3. Schließlich liegt auch kein Verfahrensmangel (§ 124 Abs. 1 Nr. 5 VwGO) vor. Der Kläger macht geltend, er sei von der gerichtlichen Entscheidung überrascht worden. Ihm sei vor der Entscheidung des Gerichts kein erneutes rechtliches Gehör gewährt worden, obwohl das Gericht mit seinem nunmehr angegriffenen Urteil von seiner nach mündlicher Verhandlung vom 25.10.2007 im Vergleich vom gleichen Tag zum Ausdruck gekommenen Auffassung zur Rechtslage abgewichen sei. In der Verhandlung habe die Kammer ihrer Überzeugung Ausdruck verliehen, dass zumindest die bis zum Zuschlagbeschluss durch den Zwangsverwalter unter Vertrag genommenen Bauleistungen einen Anspruch auf Förderung begründeten. Einer erneuten Verhandlung - auf die die Verfahrensbeteiligten ausweislich des Sitzungsprotokolls vom 25.10.2007 für den Fall des Widerrufs des Vergleiches ausdrücklich verzichteten - bedurfte es jedoch zur Gewährung des erforderlichen rechtlichen Gehörs nicht. Nach § 108 Abs. 2 VwGO darf ein Urteil nur auf Tatsachen und Beweisergebnisse gestützt werden, zu denen die Beteiligten sich äußern konnten. Das Gericht ist jedoch nicht verpflichtet, den Beteiligten im Rahmen der Gewährung des rechtlichen Gehörs auch bereits seine Beurteilung und Bewertung mitzuteilen oder auch nur die sich nach dem Ergebnis der mündlichen Verhandlung dafür bietenden alternativen Möglichkeiten aufzuzeigen (vgl. Kopp/Schenke, VwGO, 15. Auflage, § 108 Rn. 4a). Die vom Verwaltungsgericht getroffene Entscheidung kam für den Kläger auch nicht überraschend.
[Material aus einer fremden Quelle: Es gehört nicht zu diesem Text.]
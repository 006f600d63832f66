use std::sync::Arc;
use serde_json::Value;
use crate::mutex::registry::MutexRegistry;
use crate::runtime::nid::Nid;
use crate::runtime::scope::{self, Scope, ScopeKey};
use crate::runtime::storage::StateStore;
use anyhow::Result;

/// Engine-wide collaborators handed to every expression call.
#[derive(Clone)] // Context should be cheap to clone (just Arcs)
pub struct Context {
    pub store: Arc<dyn StateStore>,
    pub mutexes: Arc<MutexRegistry>,
}

impl Context {
    pub fn new(store: Arc<dyn StateStore>, mutexes: Arc<MutexRegistry>) -> Self {
        Self { store, mutexes }
    }

    /// Looks up a prefix-scoped variable as seen from `env`. Local names that
    /// are missing from the frame fall back to the process frame.
    pub async fn lookup_variable(&self, raw_name: &str, env: &Nid) -> Result<Option<Value>> {
        let (tier, name) = scope::resolve(raw_name);
        let key = ScopeKey::for_scope(tier, env);
        let value = self.store.get(&key, name).await?;
        if value.is_some() || tier != Scope::Local || env.is_root() {
            return Ok(value);
        }
        self.store.get(&ScopeKey::Process(env.instance_id), name).await
    }

    pub async fn set_variable(&self, raw_name: &str, env: &Nid, value: Value) -> Result<()> {
        let (tier, name) = scope::resolve(raw_name);
        self.store.set(&ScopeKey::for_scope(tier, env), name, value).await
    }

    pub async fn unset_variable(&self, raw_name: &str, env: &Nid) -> Result<()> {
        let (tier, name) = scope::resolve(raw_name);
        self.store.unset(&ScopeKey::for_scope(tier, env), name).await
    }
}

#[cfg(test)]
mod tests {
    use super::*;
    use crate::runtime::storage::{InMemoryMutexStore, InMemoryStateStore};
    use serde_json::json;
    use uuid::Uuid;

    fn context() -> Context {
        Context::new(
            Arc::new(InMemoryStateStore::new()),
            Arc::new(MutexRegistry::new(Arc::new(InMemoryMutexStore::new()))),
        )
    }

    #[tokio::test]
    async fn local_lookup_falls_back_to_process() {
        let ctx = context();
        let root = Nid::root(Uuid::new_v4());
        let frame = root.child(0);

        ctx.set_variable("/who", &frame, json!("process")).await.unwrap();
        assert_eq!(ctx.lookup_variable("who", &frame).await.unwrap(), Some(json!("process")));

        ctx.set_variable("who", &frame, json!("local")).await.unwrap();
        assert_eq!(ctx.lookup_variable("who", &frame).await.unwrap(), Some(json!("local")));
        assert_eq!(ctx.lookup_variable("/who", &frame).await.unwrap(), Some(json!("process")));

        ctx.unset_variable("who", &frame).await.unwrap();
        assert_eq!(ctx.lookup_variable("who", &frame).await.unwrap(), Some(json!("process")));
    }

    #[tokio::test]
    async fn engine_variables_cross_instances() {
        let ctx = context();
        let a = Nid::root(Uuid::new_v4());
        let b = Nid::root(Uuid::new_v4());

        ctx.set_variable("//shared", &a, json!(7)).await.unwrap();
        assert_eq!(ctx.lookup_variable("//shared", &b).await.unwrap(), Some(json!(7)));
        assert_eq!(ctx.lookup_variable("shared", &b).await.unwrap(), None);
    }
}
Das Gericht folgt mit ihr der Auffassung der Beklagten zur Sach- und Rechtslage, die ihren Niederschlag bereits in dem verfahrensgegenständlichen Bescheid vom 15.3.2004 gefunden hat und die dem Kläger bekannt gewesen ist.

Die Kostenentscheidung beruht auf § 154 Abs. 2 VwGO.

Die Streitwertfestsetzung beruht auf § 47 Abs. 1 und 3 i. V. m. § 52 Abs. 3 des Gerichtskostengesetzes - GKG.

Dieser Beschluss ist gemäß § 152 Abs. 1 VwGO und § 68 Abs. 1 Satz 5, § 66 Abs. 3 Satz 3 GKG unanfechtbar.